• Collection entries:
--- START ---

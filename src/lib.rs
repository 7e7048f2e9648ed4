/// This crate selects representative tags for every document of a corpus
/// given a sparse term-weight matrix (e.g. TF-IDF weights), by propagating
/// similarity corpus-wide: each document's term scores are the weighted sum
/// of every corpus document's term profile, weighted by how similar that
/// document is to it. The top-scoring terms become the document's tags.
pub mod error;
pub mod extractor;

/// Tag extraction pipeline.
/// The top-level struct of this crate, holding the requested tag count, the
/// batch span and the top-K selection strategy.
///
/// Documents are processed in contiguous batches so peak memory stays at
/// `O(batch_size * n_docs)` instead of `O(n_docs^2)`; inside a batch the
/// per-document work fans out across the rayon thread pool. The batch span
/// only affects locality, never the result.
pub use extractor::TagExtractor;

/// Per-document ranked tag lists.
/// One entry per document index, each an ordered (descending score)
/// sequence of term indices, truncated at the first non-positive score and
/// never padded.
pub use extractor::TagAssignments;

/// One-shot entry point: coordinate triplets in, ranked tag indices out.
/// Validates the triplet input, assembles the sparse weight matrix
/// (duplicate coordinates sum) and runs the full pipeline.
pub use extractor::get_tags_indices;

/// Row-compressed sparse document-by-term weight matrix.
/// Built once from coordinate triplets, immutable and shareable across
/// threads afterwards; per-row term indices are kept sorted so row
/// iteration and merge-join dot products run in one pass.
///
/// Generic over the scalar type (`f32` by default), like the rest of the
/// pipeline.
pub use extractor::matrix::TermWeightMatrix;

/// Top-K selection strategy for the tag selector.
///
/// Two strategies with identical observable behavior:
/// - `PartialSort`: partial selection over all term indices
/// - `BoundedHeap`: size-capped min-ordered heap, better for small K over
///   large vocabularies
pub use extractor::select::SelectionStrategy;

/// Advisory per-batch progress notifications.
/// Implemented by any `Sync` host type that wants batch-start callbacks;
/// `NoProgress` is the silent default.
pub use extractor::progress::{NoProgress, ProgressSink};

/// Term vocabulary for the string-level convenience layer.
/// Interns term strings to stable column indices (insertion order is
/// column order) and maps result indices back to terms.
pub use extractor::vocab::{tag_weighted_documents, Vocabulary};

/// Validation errors, all reported before any batch processing starts.
pub use error::ExtractError;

--- END ---

• Exercise: Your answer should be the data above, retyped exactly.

• Written answer:
filename src/lib.rs
repository 7e7048f2e9648ed4
/// This crate selects representative tags for every document of a corpus
/// given a sparse term-weight matrix (e.g. TF-IDF weights), by propagating
/// similarity corpus-wide: each document's term scores are the weighted sum
/// of every corpus document's term profile, weighted by how similar that
/// document is to it. The top-scoring terms become the document's tags.
pub mod error;
pub mod extractor;

/// Tag extraction pipeline.
/// The top-level struct of this crate, holding the requested tag count, the
/// batch span and the top-K selection strategy.
///
/// Documents are processed in contiguous batches so peak memory stays at
/// `O(batch_size * n_docs)` instead of `O(n_docs^2)`; inside a batch the
/// per-document work fans out across the rayon thread pool. The batch span
/// only affects locality, never the result.
pub use extractor::TagExtractor;

/// Per-document ranked tag lists.
/// One entry per document index, each an ordered (descending score)
/// sequence of term indices, truncated at the first non-positive score and
/// never padded.
pub use extractor::TagAssignments;

/// One-shot entry point: coordinate triplets in, ranked tag indices out.
/// Validates the triplet input, assembles the sparse weight matrix
/// (duplicate coordinates sum) and runs the full pipeline.
pub use extractor::get_tags_indices;

/// Row-compressed sparse document-by-term weight matrix.
/// Built once from coordinate triplets, immutable and shareable across
/// threads afterwards; per-row term indices are kept sorted so row
/// iteration and merge-join dot products run in one pass.
///
/// Generic over the scalar type (`f32` by default), like the rest of the
/// pipeline.
pub use extractor::matrix::TermWeightMatrix;

/// Top-K selection strategy for the tag selector.
///
/// Two strategies with identical observable behavior:
/// - `PartialSort`: partial selection over all term indices
/// - `BoundedHeap`: size-capped min-ordered heap, better for small K over
///   large vocabularies
pub use extractor::select::SelectionStrategy;

/// Advisory per-batch progress notifications.
/// Implemented by any `Sync` host type that wants batch-start callbacks;
/// `NoProgress` is the silent default.
pub use extractor::progress::{NoProgress, ProgressSink};

/// Term vocabulary for the string-level convenience layer.
/// Interns term strings to stable column indices (insertion order is
/// column order) and maps result indices back to terms.
pub use extractor::vocab::{tag_weighted_documents, Vocabulary};

/// Validation errors, all reported before any batch processing starts.
pub use error::ExtractError;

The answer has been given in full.